Return to Volume 6, Number 1


Abstract
The entrepreneurial college blends workforce development, economic development, and community development.


Community colleges, for many reasons, are moving to the forefront of workforce and economic development due primarily to their location at the grass-roots level in their service regions. Today’s community colleges offer far more than the traditional vocational and general education programs of the recent past, yet many still need to adopt a more market-driven approach to workforce and economic development programming.

 With the rapid changes in technology, many members of the current workforce will have to be re-trained.  This translates into a need for skill development and retraining since job-skill requirements are rapidly changing, presenting a unique opportunity for community colleges. 

Since the beginnings of the community college in the United States, the function of these colleges has incurred little change in focus: degree granting, vocational and technical training, and economic development.  However, content of programs has undergone redirection with a new emphasis on workforce, economic, and community development in addition to traditional degree and certificate offerings. 

Community colleges are bridging the gap between existing workplace skills and employer-required skills. For example, by offering programs on a contractual basis for public and private employers, they are becoming the primary providers of workforce training.

Employers invest nearly $30 billion annually in employee training.  Community colleges can provide training more cost effectively than many other public and private sector organizations because most have the capacity to provide technical training already or can develop it at a lower cost (Hirshberg, 1991).  These colleges offer a great value to businesses since most of their credit and noncredit offerings cost 10 to 20% less than comparable programs offered through the private sector.  According to Cohen (1995), community-college instruction costs about one-half that of four-year colleges.

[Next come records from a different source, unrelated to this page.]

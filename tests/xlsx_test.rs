#![cfg(feature = "xlsx")]

use serde_json::{json, Map, Value};
use tempfile::TempDir;

use dodecahedron::repositories::{Repository, XlsxRepository};
use dodecahedron::wrappers::XlsxFile;

fn record(reference: &str, sku: &str, quantity: i64) -> Map<String, Value> {
    let mut result = Map::new();
    result.insert("reference".to_string(), json!(reference));
    result.insert("sku".to_string(), json!(sku));
    result.insert("quantity".to_string(), json!(quantity));
    result
}

fn columns() -> Vec<String> {
    vec![
        "reference".to_string(),
        "sku".to_string(),
        "quantity".to_string(),
    ]
}

#[test]
fn test_workbook_round_trips_records() {
    let dir = TempDir::new().unwrap();
    let file = XlsxFile::new(dir.path().join("orders.xlsx")).unwrap();

    file.write_records(&columns(), &[record("o-1", "CHAIR", 3)])
        .unwrap();

    assert_eq!(file.headers().unwrap(), columns());
    let rows = file.read_records().unwrap();
    assert_eq!(rows.len(), 1);
    assert_eq!(rows[0]["reference"], json!("o-1"));
    assert_eq!(rows[0]["sku"], json!("CHAIR"));
    // Spreadsheet numbers come back as floats.
    assert_eq!(rows[0]["quantity"].as_f64(), Some(3.0));
}

#[test]
fn test_repository_commit_writes_workbook() {
    let dir = TempDir::new().unwrap();
    let file = XlsxFile::new(dir.path().join("orders.xlsx")).unwrap();

    let mut repository = XlsxRepository::new(file, "reference", columns());
    repository.add(record("o-1", "CHAIR", 3)).unwrap();
    repository.add(record("o-2", "TABLE", 1)).unwrap();
    repository.commit().unwrap();

    let reopened = XlsxFile::new(dir.path().join("orders.xlsx")).unwrap();
    let mut reopened = XlsxRepository::new(reopened, "reference", Vec::new());
    let rows = reopened.list().unwrap();
    assert_eq!(rows.len(), 2);

    let found = reopened.get("o-2").unwrap().expect("row exists");
    assert_eq!(found["sku"], json!("TABLE"));
}

#[test]
fn test_repository_rejects_duplicate_references() {
    let dir = TempDir::new().unwrap();
    let file = XlsxFile::new(dir.path().join("orders.xlsx")).unwrap();

    let mut repository = XlsxRepository::new(file, "reference", columns());
    repository.add(record("o-1", "CHAIR", 3)).unwrap();
    assert!(repository.add(record("o-1", "STOOL", 9)).is_err());
}

#[test]
fn test_rollback_restores_workbook_state() {
    let dir = TempDir::new().unwrap();
    let file = XlsxFile::new(dir.path().join("orders.xlsx")).unwrap();

    let mut repository = XlsxRepository::new(file, "reference", columns());
    repository.add(record("o-1", "CHAIR", 3)).unwrap();
    repository.commit().unwrap();

    repository.add(record("o-2", "TABLE", 1)).unwrap();
    repository.rollback().unwrap();

    assert_eq!(repository.list().unwrap().len(), 1);
}

#[test]
fn test_wrong_extension_is_rejected() {
    assert!(XlsxFile::new("orders.csv").is_err());
}
//! Repository persisting records as lines of a `.txt` file.

use anyhow::Result;

use super::{Repository, SeenTracker};
use crate::errors::Error;
use crate::wrappers::TxtFile;

/// Repository over a `.txt` file, one record per line.
///
/// A line is its own reference. Changes stay in memory until `commit`
/// writes them through the wrapper; `rollback` reloads from disk.
pub struct TxtRepository {
    file: TxtFile,
    lines: Vec<String>,
    seen: SeenTracker,
    loaded: bool,
}

impl TxtRepository {
    pub fn new(file: TxtFile) -> Self {
        Self {
            file,
            lines: Vec::new(),
            seen: SeenTracker::new(),
            loaded: false,
        }
    }

    pub fn file(&self) -> &TxtFile {
        &self.file
    }

    pub fn seen(&self) -> &SeenTracker {
        &self.seen
    }

    fn ensure_loaded(&mut self) -> Result<()> {
        if !self.loaded {
            self.lines = if self.file.path().exists() {
                self.file.read_lines()?
            } else {
                Vec::new()
            };
            self.loaded = true;
        }
        Ok(())
    }
}

impl Repository for TxtRepository {
    type Item = String;

    fn add(&mut self, item: String) -> Result<()> {
        self.ensure_loaded()?;
        if self.lines.contains(&item) {
            return Err(Error::DuplicateReference(item).into());
        }
        self.seen.mark(&item);
        self.lines.push(item);
        Ok(())
    }

    fn get(&mut self, reference: &str) -> Result<Option<String>> {
        self.ensure_loaded()?;
        let found = self.lines.iter().find(|line| *line == reference).cloned();
        if found.is_some() {
            self.seen.mark(reference);
        }
        Ok(found)
    }

    fn list(&mut self) -> Result<Vec<String>> {
        self.ensure_loaded()?;
        for line in &self.lines {
            self.seen.mark(line);
        }
        Ok(self.lines.clone())
    }

    fn remove(&mut self, reference: &str) -> Result<()> {
        self.ensure_loaded()?;
        let position = self
            .lines
            .iter()
            .position(|line| line == reference)
            .ok_or_else(|| Error::NotFound(reference.to_string()))?;
        self.lines.remove(position);
        self.seen.mark(reference);
        Ok(())
    }

    fn commit(&mut self) -> Result<()> {
        self.ensure_loaded()?;
        self.file.write_lines(&self.lines)
    }

    fn rollback(&mut self) -> Result<()> {
        self.lines = if self.file.path().exists() {
            self.file.read_lines()?
        } else {
            Vec::new()
        };
        self.loaded = true;
        Ok(())
    }
}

 Some community colleges provide a “guarantee” that allows graduates of technical programs to continue taking courses free of charge until the employer is satisfied with the employee’s new skill level.  Certainly, this is innovation and the entrepreneurial spirit in action.  Grubb  (1997) argues for the creation of an entrepreneurial college within the traditional community college that would focus on workforce, economic, and community development.  Such an institution would be market-driven and based on the needs of its service region.

 Traditional Community College

 Contrasting the traditional community college with the idea of the entrepreneurial college is quite difficult since there are no clear-cut boundaries between the two.  In the traditional community college, three areas of concentration are normally found.  The first, degree granting and certificate programs, is nearly always at the heart of the traditional community college.  Offering these credentials lends credibility to these institutions of higher education since many of these degree courses are transferable to four-year institutions and are recognized in the job market as evidence of successful completion of formal training and education.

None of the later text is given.